▶ [What is needed]: Only the lines from the beginning of the data below through the line that contains "pub const DAY_SECS: u64 = 86_400;" should be repeated, exactly as written.

:: Material supplied

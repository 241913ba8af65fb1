//! Snapshot domain types
//!
//! These are the persisted record shapes. Field names serialise in
//! camelCase so the JSON stored in the metadata store stays readable by
//! any other tooling pointed at the same keys.

use chrono::{DateTime, Datelike, Utc};
use serde::{Deserialize, Serialize};
use std::fmt;

/// Milliseconds in one day
pub const DAY_MS: u64 = 86_400_000;

/// Seconds in one day
pub const DAY_SECS: u64 = 86_400;

/// Maximum number of active snapshots an owner may hold
pub const MAX_ACTIVE_SNAPSHOTS: usize = 10;

/// Opaque, URL-safe snapshot identifier
#[derive(Debug, Clone, PartialEq, Eq, Hash, PartialOrd, Ord, Serialize, Deserialize)]
#[serde(transparent)]
pub struct SnapshotId(String);

impl SnapshotId {
    /// Wrap an identifier, rejecting anything that is not URL-safe
    pub fn parse(raw: &str) -> Option<Self> {
        let valid = !raw.is_empty()
            && raw.len() <= 64
            && raw
                .bytes()
                .all(|b| b.is_ascii_alphanumeric() || b == b'-' || b == b'_');
        valid.then(|| Self(raw.to_string()))
    }

    /// Borrow the identifier string
    pub fn as_str(&self) -> &str {
        &self.0
    }
}

impl fmt::Display for SnapshotId {
    fn fmt(&self, f: &mut fmt::Formatter<'_>) -> fmt::Result {
        f.write_str(&self.0)
    }
}

/// Lifecycle state of a snapshot
#[derive(Debug, Clone, Copy, PartialEq, Eq, Serialize, Deserialize)]
#[serde(rename_all = "lowercase")]
pub enum SnapshotStatus {
    /// Created, files being uploaded, not yet servable
    Creating,
    /// Finalized and servable until `expires_at`
    Active,
    /// Revoked or past expiry; terminal
    Expired,
}

impl SnapshotStatus {
    /// Lower-case name as persisted
    pub fn as_str(&self) -> &'static str {
        match self {
            Self::Creating => "creating",
            Self::Active => "active",
            Self::Expired => "expired",
        }
    }
}

/// Plan tier of the producer; selects the caps stamped into new records
#[derive(Debug, Clone, Copy, PartialEq, Eq, Default, Serialize, Deserialize)]
#[serde(rename_all = "lowercase")]
pub enum PlanTier {
    /// Default tier
    #[default]
    Free,
    /// Paid tier with larger caps and longer lifetimes
    Pro,
}

impl PlanTier {
    /// Caps granted by this tier
    pub fn caps(&self) -> Caps {
        match self {
            Self::Free => Caps {
                max_file_bytes: 25 * 1024 * 1024,
                max_bundle_bytes: 100 * 1024 * 1024,
                max_days: 7,
            },
            Self::Pro => Caps {
                max_file_bytes: 50 * 1024 * 1024,
                max_bundle_bytes: 500 * 1024 * 1024,
                max_days: 30,
            },
        }
    }
}

/// Size and lifetime caps recorded on each snapshot at creation
#[derive(Debug, Clone, Copy, PartialEq, Eq, Serialize, Deserialize)]
#[serde(rename_all = "camelCase")]
pub struct Caps {
    /// Largest single file accepted
    pub max_file_bytes: u64,
    /// Largest bundle accepted at finalize
    pub max_bundle_bytes: u64,
    /// Longest lifetime from `created_at`
    pub max_days: u64,
}

impl Caps {
    /// Clamp a requested lifetime into `1..=max_days`
    pub fn clamp_days(&self, days: u64) -> u64 {
        days.clamp(1, self.max_days.max(1))
    }
}

/// One uploaded file of a snapshot
#[derive(Debug, Clone, PartialEq, Eq, Serialize, Deserialize)]
pub struct FileEntry {
    /// Path relative to the snapshot root, e.g. `assets/app.js`
    pub name: String,
    /// Size in bytes
    pub size: u64,
    /// Content type recorded at upload time
    #[serde(rename = "type")]
    pub content_type: String,
    /// Client-supplied content hash
    #[serde(default)]
    pub hash: String,
}

/// Coarse monthly view counter
#[derive(Debug, Clone, PartialEq, Eq, Default, Serialize, Deserialize)]
#[serde(rename_all = "camelCase")]
pub struct ViewBucket {
    /// `YYYY-MM` of the counting period
    pub period_key: String,
    /// Unique viewers counted in the period
    pub count: u64,
}

impl ViewBucket {
    /// Count one view at `now_ms`, resetting when the month rolls over
    pub fn record(&mut self, now_ms: u64) {
        let key = period_key(now_ms);
        if self.period_key != key {
            self.period_key = key;
            self.count = 0;
        }
        self.count += 1;
    }

    /// Views in the period containing `now_ms`
    pub fn current(&self, now_ms: u64) -> u64 {
        if self.period_key == period_key(now_ms) {
            self.count
        } else {
            0
        }
    }
}

/// `YYYY-MM` for a millisecond timestamp
pub fn period_key(now_ms: u64) -> String {
    let dt = DateTime::<Utc>::from_timestamp_millis(now_ms as i64).unwrap_or_default();
    format!("{:04}-{:02}", dt.year(), dt.month())
}

/// Persisted metadata for one snapshot
#[derive(Debug, Clone, PartialEq, Eq, Serialize, Deserialize)]
#[serde(rename_all = "camelCase")]
pub struct SnapshotMetadata {
    /// Immutable identifier
    pub id: SnapshotId,
    /// Immutable producer identity
    pub owner_uid: String,
    /// Creation time, ms since epoch
    pub created_at: u64,
    /// Expiry time, ms since epoch
    pub expires_at: u64,
    /// `scrypt$hash$salt`
    pub password_hash: String,
    /// Plaintext gate password kept for owner display
    #[serde(default, skip_serializing_if = "Option::is_none")]
    pub password: Option<String>,
    /// Lifecycle state as last written
    pub status: SnapshotStatus,
    /// Sum of file sizes, set at finalize
    #[serde(default)]
    pub total_bytes: u64,
    /// File manifest, set at finalize
    #[serde(default)]
    pub files: Vec<FileEntry>,
    /// Caps in force for this snapshot
    pub caps: Caps,
    /// Monthly unique-view bucket
    ///
    /// Persisted under its own key so counting a view never rewrites the
    /// record; the store adapter fills it in on read.
    #[serde(skip)]
    pub views: ViewBucket,
    /// Skip the password gate entirely
    #[serde(default)]
    pub public: bool,
}

impl SnapshotMetadata {
    /// Status with lazy expiry applied
    pub fn effective_status(&self, now_ms: u64) -> SnapshotStatus {
        if self.status == SnapshotStatus::Expired || now_ms > self.expires_at {
            SnapshotStatus::Expired
        } else {
            self.status
        }
    }

    /// Whether the snapshot is expired at `now_ms`
    pub fn is_expired(&self, now_ms: u64) -> bool {
        self.effective_status(now_ms) == SnapshotStatus::Expired
    }

    /// Whether the snapshot counts against the owner's active cap
    pub fn is_active(&self, now_ms: u64) -> bool {
        self.effective_status(now_ms) == SnapshotStatus::Active
    }

    /// Latest expiry the caps allow
    pub fn max_expires_at(&self) -> u64 {
        self.created_at
            .saturating_add(self.caps.max_days.saturating_mul(DAY_MS))
    }

    /// Look up a file of the manifest by its relative path
    pub fn file(&self, name: &str) -> Option<&FileEntry> {
        self.files.iter().find(|f| f.name == name)
    }
}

::::

▶ [Expected answer]:
repository 241913ba8af65fb1
//! Snapshot domain types
//!
//! These are the persisted record shapes. Field names serialise in
//! camelCase so the JSON stored in the metadata store stays readable by
//! any other tooling pointed at the same keys.

use chrono::{DateTime, Datelike, Utc};
use serde::{Deserialize, Serialize};
use std::fmt;

/// Milliseconds in one day
pub const DAY_MS: u64 = 86_400_000;

/// Seconds in one day
pub const DAY_SECS: u64 = 86_400;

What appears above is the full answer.